The loudest bleater will ask, "Why, what happened in Libya?"

And I shall say, "WE, as members of NATO, killed about 30,000 people there."

She will look stunned and confused. I will remind her that Canadian taxpayers are directly responsible for those deaths, and that we should mind our own business instead of calling for changes to the US Constitution... look in the mirror instead of CNN. Then, it will occur to me that she isn't really much of a tax payer anyway, and I'll resume melting ice.

Amazing how the person with the genuine conscience comes off looking like an asshole.

Wish me luck Turdville. I'm goin' in!

... note to self: in addition to not talking about PM's with the zombies, don't call them mass murderers (who cares about Libya anyway?). Don't talk about the hockey lockout... nor the teacher strike... or the wind farms... or the fact that our mayor billed his son's wedding to the federal government. Or the debt.. cripes, not the debt. They'll all be talking about the Walking Dead... perhaps I should bone up on that stuff a bit. Hey! Common ground - we're all fascinated by zombies!
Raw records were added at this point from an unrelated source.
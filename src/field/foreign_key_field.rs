use serde::{Deserialize, Serialize};

use crate::error::{FieldDbError, FieldDbResult};
use crate::field::common::impl_field;
use crate::field::item_field::ItemColumn;
use crate::field::{ChildField, FieldCommon, FieldId, FieldType, PointableField, Row};

/// Field owned by a key that "points" to rows of another key.
///
/// Each slot is either unset (`None`) or a row that is in use in the target.
/// The reference is validated when it is written; the target resets slots that
/// reference a row it frees.
#[derive(Debug, Clone, Serialize, Deserialize)]
pub struct ForeignKeyField {
    pub(crate) inner: FieldCommon,
    owner: FieldId,
    /// `None` once the target was deleted under the detach policy.
    target: Option<FieldId>,
    column: ItemColumn<Row>,
}

impl_field!(ForeignKeyField, FieldType::ForeignKey);

impl ForeignKeyField {
    pub(crate) fn new(inner: FieldCommon, owner: FieldId, target: FieldId, depth: usize) -> Self {
        Self {
            inner,
            owner,
            target: Some(target),
            column: ItemColumn::with_depth(depth),
        }
    }

    fn current_depth(&self) -> usize {
        self.column.depth()
    }

    pub fn target(&self) -> Option<FieldId> {
        self.target
    }

    /// Referenced row at `row`, `None` when unset.
    pub fn get(&self, row: Row) -> FieldDbResult<Option<Row>> {
        match self.column.get(row) {
            Some(slot) => Ok(slot.copied()),
            None => Err(self.bad_row(row)),
        }
    }

    /// Checks a write without performing it. `target` must be the field this
    /// foreign key points at (`None` if it was detached).
    pub fn validate_put(
        &self,
        row: Row,
        target_row: Option<Row>,
        target: Option<&dyn PointableField>,
    ) -> FieldDbResult<()> {
        if row >= self.column.depth() {
            return Err(self.bad_row(row));
        }
        if let Some(target_row) = target_row {
            let valid = target.is_some_and(|t| t.is_valid_row(target_row));
            if !valid {
                return Err(FieldDbError::InvalidReference {
                    field: self.inner.name.clone(),
                    target_row,
                });
            }
        }
        Ok(())
    }

    /// Writes a reference previously accepted by [`Self::validate_put`].
    pub(crate) fn store(&mut self, row: Row, target_row: Option<Row>) {
        self.column.put(row, target_row);
    }

    /// Resets every slot that references `target_row`.
    pub(crate) fn release_target_row(&mut self, target_row: Row) -> usize {
        self.column.clear_where(|r| *r == target_row)
    }

    /// Drops the target and every stored reference.
    pub(crate) fn detach(&mut self) {
        self.target = None;
        self.column.clear_where(|_| true);
    }

    pub(crate) fn references(&self) -> impl Iterator<Item = (Row, Row)> + '_ {
        self.column.occupied().map(|(row, target_row)| (row, *target_row))
    }

    fn bad_row(&self, row: Row) -> FieldDbError {
        FieldDbError::BadRow {
            field: self.inner.name.clone(),
            row,
            depth: self.column.depth(),
        }
    }
}

impl ChildField for ForeignKeyField {
    fn owner(&self) -> FieldId {
        self.owner
    }

    fn resize_to(&mut self, parent_depth: usize) {
        self.column.resize_to(parent_depth);
    }

    fn clear_row(&mut self, row: Row) {
        self.column.clear(row);
    }
}

#[cfg(test)]
mod tests {
    use super::*;
    use crate::error::ErrorKind;
    use crate::field::{Field, FieldValue, KeyField, ValueKind};

    fn target_with_row() -> KeyField {
        let mut key = KeyField::new(
            FieldCommon::new(FieldId::new(1), "Dept"),
            ValueKind::Text,
            2,
        );
        key.insert(FieldValue::from("sales")).unwrap();
        key
    }

    fn fk() -> ForeignKeyField {
        ForeignKeyField::new(
            FieldCommon::new(FieldId::new(3), "DeptRef"),
            FieldId::new(2),
            FieldId::new(1),
            3,
        )
    }

    #[test]
    fn accepts_rows_in_use_and_unset() {
        let target = target_with_row();
        let mut field = fk();
        field.validate_put(0, Some(0), Some(&target)).unwrap();
        field.store(0, Some(0));
        assert_eq!(field.get(0).unwrap(), Some(0));
        field.validate_put(0, None, Some(&target)).unwrap();
    }

    #[test]
    fn rejects_free_target_rows() {
        let target = target_with_row();
        let field = fk();
        let err = field.validate_put(0, Some(1), Some(&target)).unwrap_err();
        assert!(matches!(err, FieldDbError::InvalidReference { target_row: 1, .. }));
        assert_eq!(err.kind(), ErrorKind::InvalidArgument);
    }

    #[test]
    fn row_check_comes_first() {
        let target = target_with_row();
        let field = fk();
        let err = field.validate_put(9, Some(5), Some(&target)).unwrap_err();
        assert_eq!(err.kind(), ErrorKind::NotFound);
    }

    #[test]
    fn detached_field_only_accepts_unset() {
        let mut field = fk();
        field.store(1, Some(0));
        field.detach();
        assert_eq!(field.target(), None);
        assert_eq!(field.get(1).unwrap(), None);
        assert!(field.validate_put(1, Some(0), None).is_err());
        field.validate_put(1, None, None).unwrap();
        assert_eq!(field.depth(), 3);
    }

    #[test]
    fn release_resets_matching_slots() {
        let mut field = fk();
        field.store(0, Some(0));
        field.store(1, Some(1));
        field.store(2, Some(0));
        assert_eq!(field.release_target_row(0), 2);
        assert_eq!(field.references().collect::<Vec<_>>(), vec![(1, 1)]);
    }
}
impl Database {
    /// Creates an empty database whose only user is `root_user`, logged in.
    pub fn new(name: impl Into<String>, root_user: &str, root_password: &str) -> Self {
        Self::with_config(name, root_user, root_password, DatabaseConfig::default())
    }

    pub fn with_config(
        name: impl Into<String>,
        root_user: &str,
        root_password: &str,
        config: DatabaseConfig,
    ) -> Self {
        let name = name.into();
        let mut users = BTreeMap::new();
        users.insert(root_user.to_string(), User::root(root_user, root_password));
        info!("Created database {} with root user {}", name, root_user);
        Self {
            name,
            config,
            registry: FieldRegistry::new(),
            users,
            current_user: root_user.to_string(),
        }
    }

    pub fn name(&self) -> &str {
        &self.name
    }

    pub fn config(&self) -> &DatabaseConfig {
        &self.config
    }

    pub fn registry(&self) -> &FieldRegistry {
        &self.registry
    }

    // ============ Field factory ============

    pub fn create_key_field(&mut self, name: &str, kind: ValueKind, depth: usize) -> FieldDbResult<FieldInfo> {
        self.require_database(DatabaseAction::CreateField)?;
        let id = self.registry.register_key(name, kind, depth)?;
        self.info_of(id)
    }

    pub fn create_item_field(&mut self, name: &str, owner: &str, kind: ValueKind) -> FieldDbResult<FieldInfo> {
        self.require_database(DatabaseAction::CreateField)?;
        self.registry.check_new_name(name)?;
        let owner = self.registry.lookup(owner)?.id();
        let id = self.registry.register_item(name, owner, kind)?;
        self.info_of(id)
    }

    pub fn create_foreign_key_field(&mut self, name: &str, owner: &str, target: &str) -> FieldDbResult<FieldInfo> {
        self.require_database(DatabaseAction::CreateField)?;
        self.registry.check_new_name(name)?;
        let owner = self.registry.lookup(owner)?.id();
        let target = self.registry.lookup(target)?.id();
        let id = self.registry.register_foreign_key(name, owner, target)?;
        self.info_of(id)
    }

    // ============ Field registry ============

    pub fn field(&self, name: &str) -> FieldDbResult<FieldInfo> {
        let field = self.registry.lookup(name)?;
        self.require_field(field, FieldAction::SeeField)?;
        self.info_of(field.id())
    }

    /// Fields the session user may see, in creation order.
    pub fn all_fields(&self) -> FieldDbResult<Vec<FieldInfo>> {
        let acl = self.session_acl()?;
        Ok(self
            .registry
            .iter()
            .filter(|field| acl.can_do_field(field.id(), FieldAction::SeeField))
            .filter_map(|field| self.registry.info(field.id()))
            .collect())
    }

    /// Deletes `name` and, recursively, the fields that depend on it. Returns
    /// the names of every removed field, dependents first.
    pub fn delete_field(&mut self, name: &str) -> FieldDbResult<Vec<String>> {
        let field = self.registry.lookup(name)?;
        self.require_field(field, FieldAction::DeleteField)?;
        let id = field.id();

        let removed = self.registry.delete_field(id, self.config.pointer_policy)?;
        for user in self.users.values_mut() {
            for field in &removed {
                user.acl.forget_field(field.id());
            }
        }
        info!("{} deleted field {} ({} removed)", self.current_user, name, removed.len());
        Ok(removed.iter().map(|f| f.name().to_string()).collect())
    }

    // ============ Row operations ============

    pub fn insert(&mut self, field: &str, value: impl Into<FieldValue>) -> FieldDbResult<Row> {
        let id = self.authorize(field, FieldOperation::Insert)?.id();
        self.registry.key_mut(id)?.insert(value.into())
    }

    /// Removes `value` from a key field and returns its freed row. Dependent
    /// columns lose whatever they stored at that row.
    pub fn delete(&mut self, field: &str, value: impl Into<FieldValue>) -> FieldDbResult<Row> {
        let id = self.authorize(field, FieldOperation::Delete)?.id();
        self.registry.delete_key_value(id, &value.into())
    }

    /// Value at `row`. Foreign keys yield [`FieldValue::Row`] or `Null`.
    pub fn get(&self, field: &str, row: Row) -> FieldDbResult<FieldValue> {
        match self.authorize(field, FieldOperation::Get)? {
            FieldVariant::Key(key) => key.get(row).cloned(),
            FieldVariant::Item(item) => item.get(row),
            FieldVariant::ForeignKey(fk) => fk.get(row).map(FieldValue::from),
        }
    }

    /// Writes an item slot or a foreign key reference. `Null` clears it.
    pub fn put(&mut self, field: &str, row: Row, value: impl Into<FieldValue>) -> FieldDbResult<()> {
        let value = value.into();
        let target = self.authorize(field, FieldOperation::Put)?;
        let (id, field_type) = (target.id(), target.field_type());
        match field_type {
            FieldType::Item => self.registry.put_item(id, row, value),
            FieldType::ForeignKey => {
                let target_row = match value {
                    FieldValue::Null => None,
                    FieldValue::Row(r) => Some(r),
                    other => {
                        return Err(FieldDbError::TypeMismatch {
                            field: field.to_string(),
                            expected: ValueKind::Row,
                            found: other.kind(),
                        })
                    }
                };
                self.registry.put_foreign_key(id, row, target_row)
            }
            FieldType::Key => Err(unsupported(field, field_type, FieldOperation::Put)),
        }
    }

    pub fn find(&self, field: &str, value: impl Into<FieldValue>) -> FieldDbResult<Row> {
        let key = self.authorize_key(field, FieldOperation::Find)?;
        key.find(&value.into())
    }

    /// Row holding the next larger value after `start`, or the smallest
    /// value when `start` is `None`.
    pub fn next(&self, field: &str, start: Option<Row>) -> FieldDbResult<Row> {
        self.authorize_key(field, FieldOperation::Next)?.next(start)
    }

    /// Row holding the next smaller value before `start`, or the largest
    /// value when `start` is `None`.
    pub fn prev(&self, field: &str, start: Option<Row>) -> FieldDbResult<Row> {
        self.authorize_key(field, FieldOperation::Prev)?.prev(start)
    }

    /// Adds `amount` rows to a key field and its dependents. Returns the new
    /// depth.
    pub fn resize(&mut self, field: &str, amount: i64) -> FieldDbResult<usize> {
        let id = self.authorize(field, FieldOperation::Resize)?.id();
        self.registry.resize_key(id, amount)
    }

    // ============ Users ============

    pub fn current_user(&self) -> &str {
        &self.current_user
    }

    pub fn acl(&self) -> FieldDbResult<&AccessControlList> {
        self.session_acl()
    }

    /// Users the session user may see: everyone with View Users, otherwise
    /// only the users it created.
    pub fn all_users(&self) -> FieldDbResult<Vec<String>> {
        let view_all = self.session_acl()?.can_do_database(DatabaseAction::ViewUsers);
        Ok(self
            .users
            .values()
            .filter(|user| view_all || user.creator() == Some(self.current_user.as_str()))
            .map(|user| user.username().to_string())
            .collect())
    }

    /// Permissions of a user visible to the session user (or of itself).
    pub fn user_acl(&self, username: &str) -> FieldDbResult<&AccessControlList> {
        if username == self.current_user {
            return self.session_acl();
        }
        Ok(self.visible_user(username)?.acl())
    }

    pub fn add_user(&mut self, username: &str, password: &str) -> FieldDbResult<()> {
        self.require_database(DatabaseAction::AddUser)?;
        if self.users.contains_key(username) {
            return Err(FieldDbError::DuplicateUser(username.to_string()));
        }
        let user = User::new(username, password, self.current_user.clone());
        self.users.insert(username.to_string(), user);
        info!("{} added user {}", self.current_user, username);
        Ok(())
    }

    pub fn delete_user(&mut self, username: &str) -> FieldDbResult<()> {
        self.require_database(DatabaseAction::DeleteUser)?;
        let user = self.visible_user(username)?;
        if user.username() == self.current_user {
            return Err(FieldDbError::UserCannotDeleteItself(username.to_string()));
        }
        if user.is_root() {
            warn!("{} tried to delete the root user", self.current_user);
            return Err(FieldDbError::DatabaseActionDenied {
                user: self.current_user.clone(),
                action: DatabaseAction::DeleteUser,
            });
        }
        self.users.remove(username);
        info!("{} deleted user {}", self.current_user, username);
        Ok(())
    }

    /// Switches the session to `username`. Anyone but root needs Login.
    pub fn login(&mut self, username: &str, password: &str) -> FieldDbResult<()> {
        let user = self
            .users
            .get(username)
            .filter(|user| user.validate_password(password))
            .ok_or_else(|| {
                warn!("Failed login for {} on database {}", username, self.name);
                FieldDbError::InvalidLogin
            })?;
        if !user.acl().can_do_database(DatabaseAction::Login) {
            return Err(FieldDbError::DatabaseActionDenied {
                user: username.to_string(),
                action: DatabaseAction::Login,
            });
        }
        self.current_user = username.to_string();
        info!("{} logged in to database {}", username, self.name);
        Ok(())
    }

    pub fn change_password(&mut self, old_password: &str, new_password: &str) -> FieldDbResult<()> {
        let user = self
            .users
            .get_mut(&self.current_user)
            .ok_or_else(|| FieldDbError::UserNotFound(self.current_user.clone()))?;
        if !user.update_password(old_password, new_password) {
            return Err(FieldDbError::InvalidLogin);
        }
        info!("{} changed their password", self.current_user);
        Ok(())
    }

    /// Sets one entry of `username`'s ACL on behalf of the session user.
    pub fn set_permission(
        &mut self,
        username: &str,
        target: PermissionTarget,
        permission: PermissionType,
    ) -> FieldDbResult<()> {
        let editor = AclEditor::new(self.current_user.clone(), self.session_acl()?);
        let field = match &target {
            PermissionTarget::Field(name, _) => Some(self.registry.lookup(name)?.id()),
            _ => None,
        };
        let user = self
            .users
            .get_mut(username)
            .ok_or_else(|| FieldDbError::UserNotFound(username.to_string()))?;
        match (target, field) {
            (PermissionTarget::Database(action), _) => {
                user.acl.set_database_permission(&editor, action, permission)
            }
            (PermissionTarget::GlobalField(action), _) => {
                user.acl.set_global_permission(&editor, action, permission)
            }
            (PermissionTarget::Field(name, _), None) => Err(FieldDbError::FieldNotFound(name)),
            (PermissionTarget::Field(_, action), Some(id)) => {
                user.acl.set_field_permission(&editor, id, action, permission)
            }
        }
    }

    // ============ Checks ============

    fn session_acl(&self) -> FieldDbResult<&AccessControlList> {
        self.users
            .get(&self.current_user)
            .map(User::acl)
            .ok_or_else(|| FieldDbError::UserNotFound(self.current_user.clone()))
    }

    fn require_database(&self, action: DatabaseAction) -> FieldDbResult<()> {
        if self.session_acl()?.can_do_database(action) {
            return Ok(());
        }
        debug!("{} denied {} on database {}", self.current_user, action, self.name);
        Err(FieldDbError::DatabaseActionDenied {
            user: self.current_user.clone(),
            action,
        })
    }

    fn require_field(&self, field: &FieldVariant, action: FieldAction) -> FieldDbResult<()> {
        if self.session_acl()?.can_do_field(field.id(), action) {
            return Ok(());
        }
        debug!("{} denied {} on field {}", self.current_user, action, field.name());
        Err(FieldDbError::FieldActionDenied {
            user: self.current_user.clone(),
            field: field.name().to_string(),
            action,
        })
    }

    /// Lookup, then ACL, then capability.
    fn authorize(&self, name: &str, operation: FieldOperation) -> FieldDbResult<&FieldVariant> {
        let field = self.registry.lookup(name)?;
        self.require_field(field, operation.required_action())?;
        if !field.field_type().supports(operation) {
            return Err(unsupported(name, field.field_type(), operation));
        }
        Ok(field)
    }

    fn authorize_key(&self, name: &str, operation: FieldOperation) -> FieldDbResult<&KeyField> {
        let field = self.authorize(name, operation)?;
        field
            .as_key()
            .ok_or_else(|| unsupported(name, field.field_type(), operation))
    }

    fn visible_user(&self, username: &str) -> FieldDbResult<&User> {
        let view_all = self.session_acl()?.can_do_database(DatabaseAction::ViewUsers);
        self.users
            .get(username)
            .filter(|user| view_all || user.creator() == Some(self.current_user.as_str()))
            .ok_or_else(|| FieldDbError::UserNotFound(username.to_string()))
    }

    fn info_of(&self, id: FieldId) -> FieldDbResult<FieldInfo> {
        self.registry
            .info(id)
            .ok_or_else(|| FieldDbError::FieldNotFound(id.to_string()))
    }
}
TheYeomanFarmerltcolkilgore
Dec 15, 2012 - 11:35am

Ebay Silver

It's hard to use eBay as a gauge of the disconnect between physical / paper price, or of the well drying up, because the sellers' fees are responsible for part of those inflated selling prices. Also, if free shipping is offered, that tends to drive the selling price up. Lots of variables to juggle, track, and control for.

A better gauge, IMO, is the total cost over spot (including premium and shipping) charged by the major online dealers who ship immediately, and the variety of common products they currently have in stock at any price.

I still remember the fall of 2008, when I first began stacking, and was shocked at the disconnect between spot and physical prices. And the waiting time required to get physical metal at all. Much worse than what we see today.